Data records
--*--
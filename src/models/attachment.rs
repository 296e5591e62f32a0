//! Modelo de Attachment (recibos y documentos de un viaje)

use chrono::{DateTime, Utc};
use serde::{Deserialize, Serialize};
use sqlx::{FromRow, Type};
use uuid::Uuid;

/// Tipo de archivo - mapea al ENUM attachment_kind
#[derive(Debug, Clone, Copy, Serialize, Deserialize, Type, PartialEq, Eq)]
#[sqlx(type_name = "attachment_kind", rename_all = "lowercase")]
#[serde(rename_all = "lowercase")]
pub enum AttachmentKind {
    Image,
    Pdf,
}

impl AttachmentKind {
    /// Solo se aceptan imágenes y PDF
    pub fn from_content_type(content_type: &str) -> Option<Self> {
        let essence = content_type
            .split(';')
            .next()
            .unwrap_or_default()
            .trim()
            .to_ascii_lowercase();

        if essence.starts_with("image/") && essence.len() > "image/".len() {
            Some(AttachmentKind::Image)
        } else if essence == "application/pdf" {
            Some(AttachmentKind::Pdf)
        } else {
            None
        }
    }
}

/// Metadatos de archivo - mapea a la tabla attachments
#[derive(Debug, Clone, Serialize, Deserialize, FromRow, PartialEq)]
pub struct Attachment {
    pub id: Uuid,
    pub trip_id: Uuid,
    pub storage_id: Uuid,
    pub file_name: String,
    pub kind: AttachmentKind,
    pub content_type: String,
    pub size_bytes: i64,
    pub created_at: DateTime<Utc>,
}

#[cfg(test)]
mod tests {
    use super::*;

    #[test]
    fn test_kind_from_content_type() {
        assert_eq!(AttachmentKind::from_content_type("image/png"), Some(AttachmentKind::Image));
        assert_eq!(AttachmentKind::from_content_type("IMAGE/JPEG"), Some(AttachmentKind::Image));
        assert_eq!(
            AttachmentKind::from_content_type("application/pdf; charset=binary"),
            Some(AttachmentKind::Pdf)
        );
        assert_eq!(AttachmentKind::from_content_type("text/plain"), None);
        assert_eq!(AttachmentKind::from_content_type("image/"), None);
        assert_eq!(AttachmentKind::from_content_type(""), None);
    }
}
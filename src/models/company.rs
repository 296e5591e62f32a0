//! Modelo de Company
//!
//! Mapea exactamente a la tabla companies.

use chrono::{DateTime, Utc};
use serde::{Deserialize, Serialize};
use sqlx::FromRow;
use uuid::Uuid;

/// Company principal - mapea exactamente a la tabla companies
#[derive(Debug, Clone, Serialize, Deserialize, FromRow, PartialEq)]
pub struct Company {
    pub id: Uuid,
    pub name: String,
    pub address: Option<String>,
    pub industry: Option<String>,
    pub is_rental_company: bool,
    pub created_at: DateTime<Utc>,
    pub updated_at: DateTime<Utc>,
}

impl Company {
    pub fn new(
        name: String,
        address: Option<String>,
        industry: Option<String>,
        is_rental_company: bool,
    ) -> Self {
        let now = Utc::now();
        Self {
            id: Uuid::new_v4(),
            name,
            address,
            industry,
            is_rental_company,
            created_at: now,
            updated_at: now,
        }
    }
}
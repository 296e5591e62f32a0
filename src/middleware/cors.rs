//! Middleware de CORS
//!
//! Sin `CORS_ORIGINS` configurado se permite cualquier origen (solo desarrollo).

use axum::http::{HeaderName, HeaderValue, Method};
use tower_http::cors::{AllowOrigin, CorsLayer};
use tracing::warn;

/// Crear la capa de CORS a partir de la lista de orígenes
pub fn cors_layer(origins: &[String]) -> CorsLayer {
    let allowed: Vec<HeaderValue> = origins
        .iter()
        .filter_map(|origin| match HeaderValue::from_str(origin) {
            Ok(value) => Some(value),
            Err(_) => {
                warn!("⚠️ Origen CORS inválido ignorado: '{}'", origin);
                None
            }
        })
        .collect();

    if allowed.is_empty() {
        return CorsLayer::very_permissive();
    }

    CorsLayer::new()
        .allow_origin(AllowOrigin::list(allowed))
        .allow_methods([
            Method::GET,
            Method::POST,
            Method::PUT,
            Method::DELETE,
            Method::PATCH,
            Method::OPTIONS,
        ])
        .allow_headers([
            HeaderName::from_static("authorization"),
            HeaderName::from_static("content-type"),
            HeaderName::from_static("accept"),
            HeaderName::from_static("origin"),
            HeaderName::from_static("x-requested-with"),
        ])
        .allow_credentials(true)
        .max_age(std::time::Duration::from_secs(3600))
}
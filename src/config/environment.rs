//! Configuración de variables de entorno
//!
//! Este módulo maneja la configuración del entorno y variables de configuración.

use std::env;
use std::ops::RangeInclusive;
use std::path::PathBuf;
use std::str::FromStr;

use anyhow::{anyhow, Context, Result};

/// Vida máxima de un ticket de subida (7 días)
pub const MAX_UPLOAD_URL_TTL: u64 = 7 * 86_400;

/// Vida máxima de un token de sesión (1 año)
pub const MAX_JWT_EXPIRATION: u64 = 365 * 86_400;

/// Backend de persistencia seleccionado con `STORAGE_BACKEND`
#[derive(Debug, Clone, Copy, PartialEq, Eq)]
pub enum StorageBackend {
    Postgres,
    Memory,
}

impl FromStr for StorageBackend {
    type Err = anyhow::Error;

    fn from_str(value: &str) -> Result<Self> {
        match value.trim().to_ascii_lowercase().as_str() {
            "postgres" | "postgresql" => Ok(StorageBackend::Postgres),
            "memory" => Ok(StorageBackend::Memory),
            other => Err(anyhow!("STORAGE_BACKEND desconocido: '{}'", other)),
        }
    }
}

/// Configuración del entorno
#[derive(Debug, Clone)]
pub struct EnvironmentConfig {
    pub environment: String,
    pub port: u16,
    pub host: String,
    pub storage_backend: StorageBackend,
    pub jwt_secret: String,
    pub jwt_expiration: u64,
    pub cors_origins: Vec<String>,
    pub rate_limit_requests: u32,
    pub rate_limit_window: u64,
    pub upload_dir: PathBuf,
    pub max_upload_bytes: usize,
    pub upload_url_ttl: u64,
    pub bcrypt_cost: u32,
    pub max_concurrent_requests: usize,
}

impl Default for EnvironmentConfig {
    fn default() -> Self {
        Self {
            environment: "development".to_string(),
            port: 3000,
            host: "0.0.0.0".to_string(),
            storage_backend: StorageBackend::Postgres,
            jwt_secret: "drivelog-development-secret".to_string(),
            jwt_expiration: 86_400,
            cors_origins: Vec::new(),
            rate_limit_requests: 20,
            rate_limit_window: 60,
            upload_dir: PathBuf::from("./uploads"),
            max_upload_bytes: 10 * 1024 * 1024,
            upload_url_ttl: 3600,
            bcrypt_cost: bcrypt::DEFAULT_COST,
            max_concurrent_requests: 256,
        }
    }
}

impl EnvironmentConfig {
    /// Leer la configuración desde las variables de entorno
    pub fn from_env() -> Result<Self> {
        let defaults = Self::default();
        let environment = env::var("ENVIRONMENT").unwrap_or(defaults.environment);

        let jwt_secret = match env::var("JWT_SECRET") {
            Ok(secret) if !secret.trim().is_empty() => secret,
            _ if environment == "production" => {
                return Err(anyhow!("JWT_SECRET must be set in production"));
            }
            _ => defaults.jwt_secret,
        };

        Ok(Self {
            port: parse_var("PORT", defaults.port)?,
            host: env::var("HOST").unwrap_or(defaults.host),
            storage_backend: parse_var("STORAGE_BACKEND", defaults.storage_backend)?,
            jwt_secret,
            jwt_expiration: ensure_range(
                "JWT_EXPIRATION",
                parse_var("JWT_EXPIRATION", defaults.jwt_expiration)?,
                60..=MAX_JWT_EXPIRATION,
            )?,
            cors_origins: env::var("CORS_ORIGINS")
                .map(|origins| {
                    origins
                        .split(',')
                        .map(|s| s.trim().to_string())
                        .filter(|s| !s.is_empty())
                        .collect()
                })
                .unwrap_or(defaults.cors_origins),
            rate_limit_requests: parse_var("RATE_LIMIT_REQUESTS", defaults.rate_limit_requests)?,
            rate_limit_window: parse_var("RATE_LIMIT_WINDOW", defaults.rate_limit_window)?,
            upload_dir: env::var("UPLOAD_DIR")
                .map(PathBuf::from)
                .unwrap_or(defaults.upload_dir),
            max_upload_bytes: parse_var("MAX_UPLOAD_BYTES", defaults.max_upload_bytes)?,
            upload_url_ttl: ensure_range(
                "UPLOAD_URL_TTL",
                parse_var("UPLOAD_URL_TTL", defaults.upload_url_ttl)?,
                1..=MAX_UPLOAD_URL_TTL,
            )?,
            bcrypt_cost: parse_var("BCRYPT_COST", defaults.bcrypt_cost)?,
            max_concurrent_requests: parse_var(
                "MAX_CONCURRENT_REQUESTS",
                defaults.max_concurrent_requests,
            )?,
            environment,
        })
    }

    /// Verificar si estamos en modo desarrollo
    pub fn is_development(&self) -> bool {
        self.environment == "development"
    }

    /// Verificar si estamos en modo producción
    pub fn is_production(&self) -> bool {
        self.environment == "production"
    }

    /// Obtener la URL del servidor
    pub fn server_url(&self) -> String {
        format!("{}:{}", self.host, self.port)
    }
}

/// Leer una variable opcional y parsearla, usando `default` si no existe
fn parse_var<T>(name: &str, default: T) -> Result<T>
where
    T: FromStr,
    T::Err: std::fmt::Display,
{
    match env::var(name) {
        Ok(raw) => raw
            .trim()
            .parse::<T>()
            .map_err(|e| anyhow!("{}", e))
            .with_context(|| format!("{} tiene un valor inválido: '{}'", name, raw)),
        Err(_) => Ok(default),
    }
}

/// Rechazar valores fuera de rango en lugar de fallar más tarde
fn ensure_range(name: &str, value: u64, range: RangeInclusive<u64>) -> Result<u64> {
    if !range.contains(&value) {
        return Err(anyhow!(
            "{} debe estar entre {} y {} (recibido {})",
            name,
            range.start(),
            range.end(),
            value
        ));
    }
    Ok(value)
}
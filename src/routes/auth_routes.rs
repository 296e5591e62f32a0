use axum::{extract::State, http::StatusCode, middleware, routing::post, Json, Router};

use crate::controllers::AuthController;
use crate::dto::auth_dto::{AuthResponse, SignInRequest, SignUpRequest};
use crate::dto::ApiResponse;
use crate::middleware::rate_limit_middleware;
use crate::state::AppState;
use crate::utils::errors::AppResult;

/// Rutas públicas de autenticación, limitadas por IP
pub fn create_auth_router(state: &AppState) -> Router<AppState> {
    Router::new()
        .route("/sign-up", post(sign_up))
        .route("/sign-in", post(sign_in))
        .route_layer(middleware::from_fn_with_state(
            state.rate_limit.clone(),
            rate_limit_middleware,
        ))
}

async fn sign_up(
    State(state): State<AppState>,
    Json(request): Json<SignUpRequest>,
) -> AppResult<(StatusCode, Json<ApiResponse<AuthResponse>>)> {
    let response = AuthController::new(&state).sign_up(request).await?;
    Ok((StatusCode::CREATED, Json(response)))
}

async fn sign_in(
    State(state): State<AppState>,
    Json(request): Json<SignInRequest>,
) -> AppResult<Json<ApiResponse<AuthResponse>>> {
    let response = AuthController::new(&state).sign_in(request).await?;
    Ok(Json(response))
}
--*--
Brief
Among the entries, find each line that includes the string "Postgres" and copy it.

Answer to this problem
    Postgres,
            "postgres" | "postgresql" => Ok(StorageBackend::Postgres),
            storage_backend: StorageBackend::Postgres,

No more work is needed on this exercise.